Sec. 23   RCW 48.90.030 and 1986 c 142 s 3 are each amended to read as follows:
     Associations meeting the criteria of RCW 48.90.020 are empowered to create and operate self-insurance plans to provide general liability coverage to member child day care centers who choose to subscribe to the plans.

Sec. 24   RCW 48.90.140 and 1986 c 142 s 14 are each amended to read as follows:
     (1) If at any time the plan can no longer be operated on a sound financial basis, the association may elect to dissolve the plan, subject to explicit approval by the commissioner of a plan for dissolution. Once a plan operated by an association has been dissolved, that association may not again implement a plan pursuant to this chapter for five calendar years.
     (2) At dissolution, the assets of the association represented by the contributing trust fund shall be deposited with the commissioner (([for])) for a period of twenty-one years, to be made available for claims arising during that period based upon occurrences during the term of coverage. At the time of transfer of the funds, the association shall certify to the commissioner a list of all current subscribers, with their correct mailing addresses, and shall have notified all current subscribers of their obligation to keep the commissioner informed of any changes in their mailing addresses over the twenty-one year period, and that this obligation extends to their representatives, successors, assigns, and to the representatives of their estates. Upon dissolution, the association ((shall be)) is required to provide to the commissioner a list of all plan subscribers during all of the years of operation of the plan.
     At the end of the twenty-one year period, any funds remaining in the trust account ((shall)) must be distributed to those subscribers who were current subscribers in the most recent year of operation of the plan, with each current subscriber receiving an equal share of the distribution, without regard for the length of time each child day care center was a subscriber.
     In the alternative, in the discretion of the association, the balance of the contributing trust fund may be used to purchase similar or more liberal coverage from a commercial insurer. Each subscriber shall, however, be given the option to deposit its share of the fund with the commissioner as provided in this section if it elects not to participate in the proposed commercial insurance.
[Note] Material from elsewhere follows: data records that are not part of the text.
//! The assembled mailer: roster import, enqueue, processing, and status.

use std::fs::{self, File};
use std::path::Path;
use std::sync::Arc;

use serde::Serialize;
use serde_json::{Map, Value};
use tracing::info;

use crate::config::MailerConfig;
use crate::core::{
    BatchScheduler, EmailEnqueuer, EmailProcessor, EmailStatus, MailerResult, ProcessReport,
    Signal, SignalBus, Spawn, TemplateId,
};
use crate::infra::store::{
    read_csv_rows, JsonRecordStore, RecordFilter, RecordStore, SyncOutcome,
};

/// Entry counts per status.
#[derive(Debug, Clone, Copy, Default, PartialEq, Eq, Serialize)]
pub struct LedgerSummary {
    /// All entries.
    pub total: usize,
    /// Awaiting processing.
    pub pending: usize,
    /// Delivered.
    pub success: usize,
    /// Failed.
    pub failed: usize,
    /// Written to preview files.
    pub preview: usize,
}

/// The mail pipeline, wired and ready. Build one with
/// [`MailerBuilder`](crate::builders::MailerBuilder).
pub struct Mailer<S> {
    config: MailerConfig,
    roster: JsonRecordStore,
    records: Arc<dyn RecordStore>,
    bus: Arc<SignalBus>,
    enqueuer: Arc<EmailEnqueuer>,
    processor: Arc<EmailProcessor>,
    scheduler: BatchScheduler<S>,
}

impl<S> Mailer<S>
where
    S: Spawn + Clone + Send + Sync + 'static,
{
    pub(crate) fn new(
        config: MailerConfig,
        roster: JsonRecordStore,
        records: Arc<dyn RecordStore>,
        bus: Arc<SignalBus>,
        enqueuer: Arc<EmailEnqueuer>,
        processor: Arc<EmailProcessor>,
        scheduler: BatchScheduler<S>,
    ) -> Self {
        Self {
            config,
            roster,
            records,
            bus,
            enqueuer,
            processor,
            scheduler,
        }
    }

    /// Configuration in effect.
    pub const fn config(&self) -> &MailerConfig {
        &self.config
    }

    /// Signal bus the scheduler listens on.
    pub fn bus(&self) -> &Arc<SignalBus> {
        &self.bus
    }

    /// The batch scheduler.
    pub const fn scheduler(&self) -> &BatchScheduler<S> {
        &self.scheduler
    }

    /// Create the ledger file if it is missing.
    ///
    /// # Errors
    ///
    /// Lock or filesystem failure.
    pub async fn ensure_ledger(&self) -> MailerResult<()> {
        self.enqueuer.ledger().ensure_exists().await
    }

    /// Merge fetched roster rows and announce every new record, which
    /// schedules its welcome email.
    ///
    /// # Errors
    ///
    /// Roster read or write failure; nothing is announced then.
    pub fn import_roster<I>(&self, rows: I) -> MailerResult<SyncOutcome>
    where
        I: IntoIterator<Item = Map<String, Value>>,
    {
        let outcome = self.roster.upsert_rows(rows)?;
        for record in &outcome.created {
            self.bus.publish(&Signal::RecordCreated(record.clone()));
        }
        Ok(outcome)
    }

    /// Import a roster export: CSV when the extension is `.csv`, otherwise a
    /// JSON array of row objects.
    ///
    /// # Errors
    ///
    /// Unreadable or malformed file, or a roster write failure.
    pub fn import_roster_file(&self, path: &Path) -> MailerResult<SyncOutcome> {
        let is_csv = path
            .extension()
            .is_some_and(|ext| ext.eq_ignore_ascii_case("csv"));
        let rows: Vec<Map<String, Value>> = if is_csv {
            read_csv_rows(File::open(path)?)?
        } else {
            serde_json::from_str(&fs::read_to_string(path)?)?
        };
        info!(path = %path.display(), rows = rows.len(), csv = is_csv, "importing roster file");
        self.import_roster(rows)
    }

    /// Queue `template_id` for every roster record matching `filter`.
    ///
    /// Publishes [`Signal::EmailsEnqueued`] when something was queued, so a
    /// processing pass follows through the scheduler.
    ///
    /// # Errors
    ///
    /// [`MailerError::TemplateNotFound`](crate::core::MailerError::TemplateNotFound).
    pub async fn enqueue(&self, filter: &RecordFilter, template_id: TemplateId) -> MailerResult<usize> {
        let records = self.records.find_all(filter);
        info!(matched = records.len(), template_id, "enqueueing for filtered roster");
        self.enqueuer.enqueue(&records, template_id).await
    }

    /// Run one processing pass immediately.
    ///
    /// # Errors
    ///
    /// Ledger write failure.
    pub async fn process_pending(&self) -> MailerResult<ProcessReport> {
        self.processor.process_pending().await
    }

    /// Wait until every scheduled batch has run.
    pub async fn drain(&self) {
        self.scheduler.wait_idle().await;
    }

    /// Count ledger entries per status.
    ///
    /// # Errors
    ///
    /// Lock, filesystem, or parse failure reading the ledger.
    pub async fn ledger_summary(&self) -> MailerResult<LedgerSummary> {
        let entries = self.enqueuer.ledger().read().await?;
        let mut summary = LedgerSummary {
            total: entries.len(),
            ..LedgerSummary::default()
        };
        for entry in &entries {
            match entry.status {
                EmailStatus::Pending => summary.pending += 1,
                EmailStatus::Success => summary.success += 1,
                EmailStatus::Failed => summary.failed += 1,
                EmailStatus::Preview => summary.preview += 1,
            }
        }
        Ok(summary)
    }
}

impl<S> std::fmt::Debug for Mailer<S> {
    fn fmt(&self, f: &mut std::fmt::Formatter<'_>) -> std::fmt::Result {
        f.debug_struct("Mailer")
            .field("config", &self.config)
            .field("bus", &self.bus)
            .finish_non_exhaustive()
    }
}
Sec. 25   RCW 48.99.040 and 1947 c 79 s .31.14 are each amended to read as follows:
     (1) In a delinquency proceeding begun in this state against an insurer domiciled in this state, claimants residing in reciprocal states may file claims either with the ancillary receivers, if any, in their respective states, or with the domiciliary receiver. All ((such)) claims must be filed on or before the last date fixed for the filing of claims in the domiciliary delinquency proceedings.
     (2) Controverted claims belonging to claimants residing in reciprocal states may either (a) be proved in this state as provided by law, or (b)((,)) if ancillary proceedings have been commenced in ((such)) reciprocal states, ((may)) be proved in those proceedings. In the event a claimant elects to prove ((his)) a claim in ancillary proceedings, if notice of the claim and opportunity to appear and be heard is afforded the domiciliary receiver of this state as provided in RCW ((48.31.150)) 48.99.050 with respect to ancillary proceedings in this state, the final allowance of ((such)) a claim by the courts in the ancillary state ((shall)) must be accepted in this state as conclusive as to its amount, and ((shall)) must also be accepted as conclusive as to its priority, if any, against special deposits or other security located within the ancillary state.


         Passed by the House February 12, 2003.
         Passed by the Senate April 16, 2003.
         Approved by the Governor May 12, 2003.
         Filed in Office of Secretary of State May 12, 2003.